Developing a biosimilar in nine months25.06.2014 09:44
Cook Pharmica, LLC, a leading biopharmaceutical contract development and manufacturing organization (CDMO), and Selexis SA, a serial innovation company focused on biologic drug discovery and mammalian cell line development, have built a platform program to offer biopharmaceutical clients an integrated development and manufacturing solution for biologic drugs. In a nine-month proof-of-concept program, Cook Pharmica and Selexis were able to develop, transfer and scale up a commercially available monoclonal antibody.
Preliminary data from the Cook/Selexis-sponsored proof-of-concept program has been published in the June issue of BioProcess International in an article titled, “Rapid Development and Scale-Up Through Strategic Partnership: Case Study of an Integrated Approach to Cell-Line and Process Development for Therapeutic Antibodies.”
This program combined key strengths of both companies. From the generation of stable and high performance CHO cell lines at Selexis to rapid process development, scale-up, cell culture manufacturing and final packaged sterile drug product manufacturing at Cook Pharmica, the collaboration optimized development timelines, according to the case study.

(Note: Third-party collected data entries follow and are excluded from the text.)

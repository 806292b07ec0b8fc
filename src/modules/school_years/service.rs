use sqlx::PgPool;
use tracing::instrument;
use uuid::Uuid;

use crate::modules::history::service::HistoryService;
use crate::utils::errors::AppError;

use super::model::{CreateSchoolYearDto, SchoolYear};

pub struct SchoolYearService;

impl SchoolYearService {
    #[instrument(skip(dto))]
    pub async fn create(
        db: &PgPool,
        user_id: Uuid,
        dto: CreateSchoolYearDto,
    ) -> Result<SchoolYear, AppError> {
        let year = sqlx::query_as::<_, SchoolYear>(
            "INSERT INTO school_years (user_id, name, semester, start_date, end_date)
             VALUES ($1, $2, $3, $4, $5)
             RETURNING id, user_id, name, semester, start_date, end_date, created_at",
        )
        .bind(user_id)
        .bind(&dto.name)
        .bind(&dto.semester)
        .bind(dto.start_date)
        .bind(dto.end_date)
        .fetch_one(db)
        .await?;

        HistoryService::log(
            db,
            user_id,
            "create",
            "school_year",
            year.id,
            &format!("Schuljahr {} erstellt", dto.name),
        )
        .await?;

        Ok(year)
    }

    #[instrument]
    pub async fn list(db: &PgPool, user_id: Uuid) -> Result<Vec<SchoolYear>, AppError> {
        let years = sqlx::query_as::<_, SchoolYear>(
            "SELECT id, user_id, name, semester, start_date, end_date, created_at
             FROM school_years WHERE user_id = $1
             ORDER BY start_date",
        )
        .bind(user_id)
        .fetch_all(db)
        .await?;

        Ok(years)
    }

    /// Deleting a school year removes its classes and, transitively, their
    /// lessons (ON DELETE CASCADE).
    #[instrument]
    pub async fn delete(db: &PgPool, user_id: Uuid, year_id: Uuid) -> Result<(), AppError> {
        let result = sqlx::query("DELETE FROM school_years WHERE id = $1 AND user_id = $2")
            .bind(year_id)
            .bind(user_id)
            .execute(db)
            .await?;

        if result.rows_affected() == 0 {
            return Err(AppError::not_found(anyhow::anyhow!("School year not found")));
        }

        Ok(())
    }
}

#[cfg(test)]
mod tests {
    use super::*;
    use axum::http::StatusCode;
    use chrono::NaiveDate;

    async fn create_user(pool: &PgPool, email: &str) -> Uuid {
        sqlx::query_scalar::<_, Uuid>(
            "INSERT INTO users (email, password, name) VALUES ($1, 'hash', 'Maria Muster')
             RETURNING id",
        )
        .bind(email)
        .fetch_one(pool)
        .await
        .unwrap()
    }

    fn dto() -> CreateSchoolYearDto {
        CreateSchoolYearDto {
            name: "2025/2026".to_string(),
            semester: "1. Halbjahr".to_string(),
            start_date: NaiveDate::from_ymd_opt(2025, 8, 18).unwrap(),
            end_date: NaiveDate::from_ymd_opt(2026, 1, 30).unwrap(),
        }
    }

    #[sqlx::test(migrations = "./migrations")]
    async fn test_create_and_list_scoped_to_owner(pool: PgPool) {
        let maria = create_user(&pool, "maria@schule.de").await;
        let tom = create_user(&pool, "tom@schule.de").await;

        SchoolYearService::create(&pool, maria, dto()).await.unwrap();

        let maria_years = SchoolYearService::list(&pool, maria).await.unwrap();
        let tom_years = SchoolYearService::list(&pool, tom).await.unwrap();

        assert_eq!(maria_years.len(), 1);
        assert_eq!(maria_years[0].name, "2025/2026");
        assert!(tom_years.is_empty());
    }

    #[sqlx::test(migrations = "./migrations")]
    async fn test_create_writes_history(pool: PgPool) {
        let maria = create_user(&pool, "maria@schule.de").await;
        SchoolYearService::create(&pool, maria, dto()).await.unwrap();

        let count = sqlx::query_scalar::<_, i64>(
            "SELECT COUNT(*) FROM history WHERE user_id = $1 AND entity_type = 'school_year'",
        )
        .bind(maria)
        .fetch_one(&pool)
        .await
        .unwrap();

        assert_eq!(count, 1);
    }

    #[sqlx::test(migrations = "./migrations")]
    async fn test_delete_cascades_to_classes(pool: PgPool) {
        let maria = create_user(&pool, "maria@schule.de").await;
        let year = SchoolYearService::create(&pool, maria, dto()).await.unwrap();

        sqlx::query(
            "INSERT INTO class_subjects (user_id, school_year_id, name, subject)
             VALUES ($1, $2, '8a', 'Mathematik')",
        )
        .bind(maria)
        .bind(year.id)
        .execute(&pool)
        .await
        .unwrap();

        SchoolYearService::delete(&pool, maria, year.id).await.unwrap();

        let remaining =
            sqlx::query_scalar::<_, i64>("SELECT COUNT(*) FROM class_subjects WHERE user_id = $1")
                .bind(maria)
                .fetch_one(&pool)
                .await
                .unwrap();

        assert_eq!(remaining, 0);
    }

    #[sqlx::test(migrations = "./migrations")]
    async fn test_delete_foreign_year_is_not_found(pool: PgPool) {
        let maria = create_user(&pool, "maria@schule.de").await;
        let tom = create_user(&pool, "tom@schule.de").await;
        let year = SchoolYearService::create(&pool, maria, dto()).await.unwrap();

        let err = SchoolYearService::delete(&pool, tom, year.id)
            .await
            .unwrap_err();

        assert_eq!(err.status, StatusCode::NOT_FOUND);
    }
}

In a nine-month proof-of-concept program, Cook Pharmica and Selexis were able to develop, transfer and scale up a commercially available monoclonal antibody. Selexis generated a high performance SURE CHO-M cell line expressing a monoclonal antibody (biosimilar) that was transferred and used with Cook Pharmica’s scalable development process at their cGMP biologics manufacturing facility in Bloomington, IN. In this pilot program, the process developed between Selexis and Cook achieved titers above 3.5 g/L in 20L bioreactors and the purified monoclonal antibody product demonstrated full similarity in size, charges and glycan structure as compared to the innovator drug.
The program demonstrated the viability of using a commercially available model molecule to scale up from 2-L through a 20-L pilot scale process that is scalable to GMP operations for clinical production.
“These preliminary data from the proof-of-concept confirmed our ability in this case study to create a reliable process for the transfer and scale-up of a high expressing, stable clonal cell line, via a technology platform approach, that yielded commercial-ready titers with minimal development under the conditions of the study,” according to Cook Pharmica’s vice president and chief scientific officer, Vic Vinci, Ph.D. “In addition to this proof-of-concept program, we are very experienced in working with Selexis cell lines and are excited to be collaborating more with the Selexis team in the near future.”
“We are extremely pleased with the data and the platform realized timeline from the Selexis/Cook Pharmica proof-of-concept program. In this program, we demonstrated that you can quickly go from DNA to protein in an optimized and seamless process,” said Igor Fisch, Ph.D., CEO, Selexis SA. “This is another excellent example that Selexis can transfer a stable and high expressing clonal cell line to a CDMO with predicable results.”